Among the lines below, how many have the word "does"? The reply is that number alone.

→ PROVIDED RECORDS
------------------------------------
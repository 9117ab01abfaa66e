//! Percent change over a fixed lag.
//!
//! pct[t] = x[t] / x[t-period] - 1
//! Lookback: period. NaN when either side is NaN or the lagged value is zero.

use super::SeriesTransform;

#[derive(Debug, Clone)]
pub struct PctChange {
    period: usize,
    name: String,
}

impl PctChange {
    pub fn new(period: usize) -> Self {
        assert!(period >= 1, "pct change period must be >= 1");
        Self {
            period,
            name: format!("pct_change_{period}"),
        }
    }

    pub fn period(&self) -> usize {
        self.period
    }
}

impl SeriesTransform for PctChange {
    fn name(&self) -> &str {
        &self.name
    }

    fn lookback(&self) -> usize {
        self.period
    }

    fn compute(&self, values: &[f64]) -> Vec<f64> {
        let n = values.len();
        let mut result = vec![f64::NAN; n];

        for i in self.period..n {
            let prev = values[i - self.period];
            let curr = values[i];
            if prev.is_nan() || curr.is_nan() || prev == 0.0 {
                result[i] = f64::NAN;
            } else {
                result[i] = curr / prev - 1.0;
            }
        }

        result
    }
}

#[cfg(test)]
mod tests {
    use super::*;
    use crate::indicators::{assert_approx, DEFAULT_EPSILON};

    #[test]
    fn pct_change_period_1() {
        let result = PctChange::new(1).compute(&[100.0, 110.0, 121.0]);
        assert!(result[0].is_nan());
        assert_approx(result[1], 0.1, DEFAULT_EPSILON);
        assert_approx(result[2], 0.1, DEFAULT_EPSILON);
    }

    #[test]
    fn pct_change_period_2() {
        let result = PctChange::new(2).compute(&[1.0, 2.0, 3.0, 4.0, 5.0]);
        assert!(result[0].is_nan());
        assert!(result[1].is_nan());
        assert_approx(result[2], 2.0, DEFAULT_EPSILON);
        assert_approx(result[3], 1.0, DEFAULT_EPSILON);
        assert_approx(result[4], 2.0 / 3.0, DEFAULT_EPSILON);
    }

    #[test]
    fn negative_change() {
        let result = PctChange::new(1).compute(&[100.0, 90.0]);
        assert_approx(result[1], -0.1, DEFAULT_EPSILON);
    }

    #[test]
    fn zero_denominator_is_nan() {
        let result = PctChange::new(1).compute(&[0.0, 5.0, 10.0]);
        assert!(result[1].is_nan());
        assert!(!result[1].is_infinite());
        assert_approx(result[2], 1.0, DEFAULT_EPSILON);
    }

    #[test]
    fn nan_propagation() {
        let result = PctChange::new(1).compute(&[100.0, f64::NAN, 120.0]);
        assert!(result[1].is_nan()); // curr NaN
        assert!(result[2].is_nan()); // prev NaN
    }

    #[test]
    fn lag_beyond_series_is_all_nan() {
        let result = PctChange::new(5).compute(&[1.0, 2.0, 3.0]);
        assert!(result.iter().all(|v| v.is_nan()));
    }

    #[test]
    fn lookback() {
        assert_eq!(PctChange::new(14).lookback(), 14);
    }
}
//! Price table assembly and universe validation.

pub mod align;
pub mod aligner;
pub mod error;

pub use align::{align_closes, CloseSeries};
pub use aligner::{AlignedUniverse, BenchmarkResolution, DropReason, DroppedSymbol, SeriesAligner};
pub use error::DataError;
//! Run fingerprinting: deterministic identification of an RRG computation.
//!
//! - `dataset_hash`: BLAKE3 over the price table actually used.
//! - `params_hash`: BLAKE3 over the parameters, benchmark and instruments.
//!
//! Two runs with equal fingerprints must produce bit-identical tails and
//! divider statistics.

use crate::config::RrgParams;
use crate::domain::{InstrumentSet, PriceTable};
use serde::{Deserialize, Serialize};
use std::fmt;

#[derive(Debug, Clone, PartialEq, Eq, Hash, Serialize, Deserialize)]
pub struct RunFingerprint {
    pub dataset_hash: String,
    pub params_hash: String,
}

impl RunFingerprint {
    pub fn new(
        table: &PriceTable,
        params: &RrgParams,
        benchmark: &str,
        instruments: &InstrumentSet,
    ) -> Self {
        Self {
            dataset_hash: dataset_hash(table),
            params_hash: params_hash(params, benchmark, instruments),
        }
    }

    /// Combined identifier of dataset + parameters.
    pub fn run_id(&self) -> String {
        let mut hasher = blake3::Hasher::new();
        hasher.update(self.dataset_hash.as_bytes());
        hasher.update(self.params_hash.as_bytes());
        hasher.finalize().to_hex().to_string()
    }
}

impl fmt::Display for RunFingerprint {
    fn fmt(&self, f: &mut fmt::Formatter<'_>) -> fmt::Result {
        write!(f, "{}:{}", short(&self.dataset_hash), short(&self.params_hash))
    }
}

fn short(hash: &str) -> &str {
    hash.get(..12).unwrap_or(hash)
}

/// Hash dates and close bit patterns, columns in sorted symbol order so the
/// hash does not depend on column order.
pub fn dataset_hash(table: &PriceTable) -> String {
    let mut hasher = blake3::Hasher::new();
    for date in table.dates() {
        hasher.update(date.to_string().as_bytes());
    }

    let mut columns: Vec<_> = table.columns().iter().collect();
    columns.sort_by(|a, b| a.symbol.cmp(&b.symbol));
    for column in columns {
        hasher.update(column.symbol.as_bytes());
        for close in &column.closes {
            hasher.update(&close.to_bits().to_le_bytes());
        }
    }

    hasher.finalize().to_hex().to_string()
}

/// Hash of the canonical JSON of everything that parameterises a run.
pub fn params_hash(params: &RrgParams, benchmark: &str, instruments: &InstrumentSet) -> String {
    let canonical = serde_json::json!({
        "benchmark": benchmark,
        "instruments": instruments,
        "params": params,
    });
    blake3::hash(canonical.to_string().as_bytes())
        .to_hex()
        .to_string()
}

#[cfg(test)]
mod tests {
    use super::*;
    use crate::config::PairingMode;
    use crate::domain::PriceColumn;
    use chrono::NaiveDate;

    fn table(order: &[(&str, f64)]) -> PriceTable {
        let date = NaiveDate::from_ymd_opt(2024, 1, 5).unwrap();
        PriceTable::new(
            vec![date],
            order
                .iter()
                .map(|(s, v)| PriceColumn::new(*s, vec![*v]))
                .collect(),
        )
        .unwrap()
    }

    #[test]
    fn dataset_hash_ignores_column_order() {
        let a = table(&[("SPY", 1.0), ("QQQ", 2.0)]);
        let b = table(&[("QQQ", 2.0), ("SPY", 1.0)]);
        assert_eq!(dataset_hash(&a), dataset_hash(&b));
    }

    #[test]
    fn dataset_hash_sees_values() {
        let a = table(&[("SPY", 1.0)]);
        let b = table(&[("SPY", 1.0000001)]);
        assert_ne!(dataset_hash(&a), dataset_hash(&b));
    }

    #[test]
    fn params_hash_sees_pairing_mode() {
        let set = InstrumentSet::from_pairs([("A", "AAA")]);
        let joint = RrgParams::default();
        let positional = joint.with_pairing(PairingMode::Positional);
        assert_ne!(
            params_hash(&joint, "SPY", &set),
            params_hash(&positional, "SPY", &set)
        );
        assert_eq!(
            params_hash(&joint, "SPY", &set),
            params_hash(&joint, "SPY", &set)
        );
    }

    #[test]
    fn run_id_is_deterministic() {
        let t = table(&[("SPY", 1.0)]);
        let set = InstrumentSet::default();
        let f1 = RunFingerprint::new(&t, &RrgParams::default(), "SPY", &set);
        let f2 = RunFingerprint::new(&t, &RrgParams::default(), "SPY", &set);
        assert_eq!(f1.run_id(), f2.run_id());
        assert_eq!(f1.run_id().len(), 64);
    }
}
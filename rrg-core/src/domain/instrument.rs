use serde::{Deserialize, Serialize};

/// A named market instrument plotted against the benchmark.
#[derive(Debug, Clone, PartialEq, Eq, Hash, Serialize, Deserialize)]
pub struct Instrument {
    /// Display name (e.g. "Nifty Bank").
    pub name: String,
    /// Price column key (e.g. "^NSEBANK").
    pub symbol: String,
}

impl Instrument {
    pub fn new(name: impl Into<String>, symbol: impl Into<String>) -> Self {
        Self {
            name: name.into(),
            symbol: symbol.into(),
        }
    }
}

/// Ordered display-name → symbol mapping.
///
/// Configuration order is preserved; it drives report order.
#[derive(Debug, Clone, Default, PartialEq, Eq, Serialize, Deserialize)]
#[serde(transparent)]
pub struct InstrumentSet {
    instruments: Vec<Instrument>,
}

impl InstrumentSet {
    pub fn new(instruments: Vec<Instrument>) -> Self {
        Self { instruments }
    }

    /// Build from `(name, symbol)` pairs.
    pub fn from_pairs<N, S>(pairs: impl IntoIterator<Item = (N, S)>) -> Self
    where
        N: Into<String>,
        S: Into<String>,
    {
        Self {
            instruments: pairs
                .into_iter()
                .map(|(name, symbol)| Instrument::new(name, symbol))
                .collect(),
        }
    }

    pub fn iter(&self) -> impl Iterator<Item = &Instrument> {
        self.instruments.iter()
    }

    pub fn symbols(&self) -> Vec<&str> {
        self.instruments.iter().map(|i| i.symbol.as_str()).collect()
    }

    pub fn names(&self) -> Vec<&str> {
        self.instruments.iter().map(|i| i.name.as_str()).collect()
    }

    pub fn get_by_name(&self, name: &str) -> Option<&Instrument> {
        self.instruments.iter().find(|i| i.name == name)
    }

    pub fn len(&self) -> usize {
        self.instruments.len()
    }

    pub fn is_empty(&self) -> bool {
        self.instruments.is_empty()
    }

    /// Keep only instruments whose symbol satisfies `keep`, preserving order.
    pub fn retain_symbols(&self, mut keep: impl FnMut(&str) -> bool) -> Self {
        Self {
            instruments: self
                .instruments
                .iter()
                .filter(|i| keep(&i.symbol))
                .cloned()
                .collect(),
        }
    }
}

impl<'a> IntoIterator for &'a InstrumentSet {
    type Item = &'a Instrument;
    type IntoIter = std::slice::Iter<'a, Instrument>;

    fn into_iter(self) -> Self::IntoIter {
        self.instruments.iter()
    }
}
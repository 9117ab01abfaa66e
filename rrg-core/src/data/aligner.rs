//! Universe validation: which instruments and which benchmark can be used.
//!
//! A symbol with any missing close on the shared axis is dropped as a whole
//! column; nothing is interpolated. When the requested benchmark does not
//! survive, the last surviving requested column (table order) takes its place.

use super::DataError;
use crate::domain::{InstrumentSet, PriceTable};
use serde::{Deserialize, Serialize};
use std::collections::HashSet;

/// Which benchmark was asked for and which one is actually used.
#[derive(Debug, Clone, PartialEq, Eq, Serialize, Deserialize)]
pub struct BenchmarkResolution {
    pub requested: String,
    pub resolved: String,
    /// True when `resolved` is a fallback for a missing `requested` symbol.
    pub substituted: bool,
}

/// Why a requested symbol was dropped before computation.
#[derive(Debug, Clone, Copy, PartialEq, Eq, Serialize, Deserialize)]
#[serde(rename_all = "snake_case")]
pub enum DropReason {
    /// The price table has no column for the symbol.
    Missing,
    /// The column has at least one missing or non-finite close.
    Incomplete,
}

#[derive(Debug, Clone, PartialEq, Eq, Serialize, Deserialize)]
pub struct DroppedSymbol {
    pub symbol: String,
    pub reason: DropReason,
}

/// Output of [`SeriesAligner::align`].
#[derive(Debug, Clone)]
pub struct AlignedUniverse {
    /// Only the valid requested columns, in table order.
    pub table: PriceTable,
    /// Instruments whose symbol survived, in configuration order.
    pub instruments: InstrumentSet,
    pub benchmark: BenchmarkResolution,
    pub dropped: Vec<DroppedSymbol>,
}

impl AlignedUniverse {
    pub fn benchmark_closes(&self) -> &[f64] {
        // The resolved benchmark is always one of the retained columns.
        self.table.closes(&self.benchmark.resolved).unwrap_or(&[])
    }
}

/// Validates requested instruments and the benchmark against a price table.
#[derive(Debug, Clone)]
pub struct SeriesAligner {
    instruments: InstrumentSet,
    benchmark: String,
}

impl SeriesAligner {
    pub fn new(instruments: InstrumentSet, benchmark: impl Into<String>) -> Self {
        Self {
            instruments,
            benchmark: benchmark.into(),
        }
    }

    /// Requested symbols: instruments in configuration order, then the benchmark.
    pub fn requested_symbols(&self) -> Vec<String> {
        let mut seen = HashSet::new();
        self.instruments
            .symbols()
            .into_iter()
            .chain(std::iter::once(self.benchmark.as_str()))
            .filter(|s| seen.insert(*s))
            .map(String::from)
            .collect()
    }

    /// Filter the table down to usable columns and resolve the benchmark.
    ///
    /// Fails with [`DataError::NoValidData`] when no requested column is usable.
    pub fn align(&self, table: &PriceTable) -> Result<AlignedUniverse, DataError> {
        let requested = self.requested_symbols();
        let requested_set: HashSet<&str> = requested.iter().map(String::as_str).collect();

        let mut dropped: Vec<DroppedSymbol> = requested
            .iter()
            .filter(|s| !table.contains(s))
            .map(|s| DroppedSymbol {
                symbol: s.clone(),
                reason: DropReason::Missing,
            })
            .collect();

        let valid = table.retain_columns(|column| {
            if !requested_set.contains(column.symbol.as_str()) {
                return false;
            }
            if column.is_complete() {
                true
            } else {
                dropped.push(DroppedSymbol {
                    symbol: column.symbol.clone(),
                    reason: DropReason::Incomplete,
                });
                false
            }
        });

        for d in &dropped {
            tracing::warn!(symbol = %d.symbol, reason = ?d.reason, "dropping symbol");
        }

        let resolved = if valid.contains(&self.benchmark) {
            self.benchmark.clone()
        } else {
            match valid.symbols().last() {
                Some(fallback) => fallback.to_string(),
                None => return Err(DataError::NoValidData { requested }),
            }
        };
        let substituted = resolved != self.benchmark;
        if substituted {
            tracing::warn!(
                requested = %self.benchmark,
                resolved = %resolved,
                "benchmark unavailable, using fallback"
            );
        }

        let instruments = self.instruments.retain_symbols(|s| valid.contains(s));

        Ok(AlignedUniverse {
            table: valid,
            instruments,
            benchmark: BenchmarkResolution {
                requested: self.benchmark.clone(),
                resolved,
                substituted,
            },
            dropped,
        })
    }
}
------------------------------------
→ THE ANSWER
2